10Le sens originaire du mot autopsie lié à l'acte de voir de ses propres yeux, coïncide ici avec le sens acquis par le mot dans la pratique médicale. Les conditions de réalisation de cette autopsie nous ramènent au sens premier et indiquent le témoignage collectif comme un mécanisme de contrôle. Il s'agit en ce cas d'un contrôle purement symbolique : à part les médecins et les chirurgiens présents, les spectateurs de l'autopsie peuvent seulement témoigner de l'exécution de l'acte, sans pouvoir juger ni de sa régularité, ni de son résultat. On pourrait dire qu'ils regardent sans voir. Leur savoir n'est pas mis à l'épreuve, mais ils prouvent la force d'impact de l'opinion publique.

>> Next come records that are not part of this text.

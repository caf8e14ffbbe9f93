//! Read-only access to the remote user directory.
//!
//! `DirectorySource` is the seam the loaders are written against;
//! `HttpDirectory` is the reqwest-backed implementation used at runtime.
//! The adapter owns transport details only: URL building, timeout, status
//! mapping and JSON decoding.

pub mod model;

use std::time::Duration;

use async_trait::async_trait;
use reqwest::{Client, Url};
use serde::de::DeserializeOwned;
use tracing::{debug, instrument};

use crate::error::FetchError;
pub use model::{Address, Company, Geo, Post, User, UserId};

pub const DEFAULT_BASE_URL: &str = "https://jsonplaceholder.typicode.com";
const USER_AGENT: &str = concat!("userdeck/", env!("CARGO_PKG_VERSION"));

/// Upstream endpoints consumed by the dashboard.
#[async_trait]
pub trait DirectorySource: Send + Sync {
    /// `GET /users`: the whole collection, unpaginated.
    async fn list_users(&self) -> Result<Vec<User>, FetchError>;

    /// `GET /users/{id}`.
    async fn user(&self, id: UserId) -> Result<User, FetchError>;

    /// `GET /users/{id}/posts`.
    async fn posts(&self, id: UserId) -> Result<Vec<Post>, FetchError>;
}

/// Directory source that performs HTTP GET requests against one base URL.
#[derive(Clone, Debug)]
pub struct HttpDirectory {
    client: Client,
    base: String,
}

impl HttpDirectory {
    /// Build a client with an explicit request timeout.
    ///
    /// # Errors
    ///
    /// Returns an error when `base_url` is not an absolute URL, when it has a
    /// query or fragment, or when the reqwest client cannot be constructed.
    pub fn new(base_url: &str, timeout: Duration) -> anyhow::Result<Self> {
        let parsed = Url::parse(base_url)?;
        if parsed.cannot_be_a_base() {
            anyhow::bail!("base url '{base_url}' cannot carry a path");
        }
        if parsed.query().is_some() || parsed.fragment().is_some() {
            anyhow::bail!("base url '{base_url}' must not have a query or fragment");
        }
        let client = Client::builder()
            .timeout(timeout)
            .user_agent(USER_AGENT)
            .build()?;
        Ok(Self {
            client,
            base: parsed.as_str().trim_end_matches('/').to_string(),
        })
    }

    pub fn base_url(&self) -> &str {
        &self.base
    }

    fn endpoint(&self, path: &str) -> String {
        format!("{}{}", self.base, path)
    }

    async fn get_json<T: DeserializeOwned>(&self, path: &str) -> Result<T, FetchError> {
        let url = self.endpoint(path);
        let response = self
            .client
            .get(&url)
            .header(reqwest::header::ACCEPT, "application/json")
            .send()
            .await?;

        let status = response.status();
        debug!(%url, status = status.as_u16(), "upstream responded");
        if !status.is_success() {
            return Err(FetchError::from_status(status.as_u16()));
        }

        let body = response.bytes().await?;
        serde_json::from_slice(&body).map_err(|err| FetchError::Decode(err.to_string()))
    }
}

#[async_trait]
impl DirectorySource for HttpDirectory {
    #[instrument(skip(self))]
    async fn list_users(&self) -> Result<Vec<User>, FetchError> {
        self.get_json("/users").await
    }

    #[instrument(skip(self))]
    async fn user(&self, id: UserId) -> Result<User, FetchError> {
        self.get_json(&format!("/users/{id}")).await
    }

    #[instrument(skip(self))]
    async fn posts(&self, id: UserId) -> Result<Vec<Post>, FetchError> {
        self.get_json(&format!("/users/{id}/posts")).await
    }
}

#[cfg(test)]
mod tests {
    use super::*;

    #[test]
    fn trailing_slash_is_normalised() {
        let dir = HttpDirectory::new("http://127.0.0.1:9/api/", Duration::from_secs(1)).unwrap();
        assert_eq!(dir.base_url(), "http://127.0.0.1:9/api");
        assert_eq!(dir.endpoint("/users/3/posts"), "http://127.0.0.1:9/api/users/3/posts");
    }

    #[test]
    fn rejects_relative_base() {
        assert!(HttpDirectory::new("users.example", Duration::from_secs(1)).is_err());
        assert!(HttpDirectory::new("mailto:someone@example.com", Duration::from_secs(1)).is_err());
    }

    #[test]
    fn rejects_query_and_fragment() {
        let timeout = Duration::from_secs(1);
        let err = HttpDirectory::new("http://127.0.0.1:9/api?token=x", timeout).unwrap_err();
        assert!(err.to_string().contains("query or fragment"));
        assert!(HttpDirectory::new("http://127.0.0.1:9/api#top", timeout).is_err());
        assert!(HttpDirectory::new("http://127.0.0.1:9/api", timeout).is_ok());
    }
}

11C'est par rapport à ce peuple, représentant de la Nation, de la France en deuil, que le Journal se pose comme un plaidoyer apologétique. C'est une justification qui vise à modifier la réception d'un événement de la part d'un témoin direct de la maladie et de la mort, mais aussi témoin de sa propre action, dont il se fait l'avocat : le témoin et l'accusé coïncident. Le médecin accusé légitime par son témoignage le pouvoir médical et l'esprit de corporation de la catégorie et il affiche un certain mépris de l'opinion publique : « Je suis convaincu que le public est hors d'état de juger le traitement d'un simple rhume [...]. En conséquence je n'attache aucune importance à la rumeur publique. L'approbation de quelques hommes de l'art éclairés et droits me suffit : et s'il faut dire jusqu'au bout ce que je sens, avec la conviction de ma raison et le témoignage de ma conscience, je me passerais fort bien de toute approbation étrangère » (JM, 47). Que l'auteur du Journal sur le plan politique soit un modéré est un élément secondaire, parce que le texte est avant tout un écrit testimonial, rédigé à chaud, dans l'urgence.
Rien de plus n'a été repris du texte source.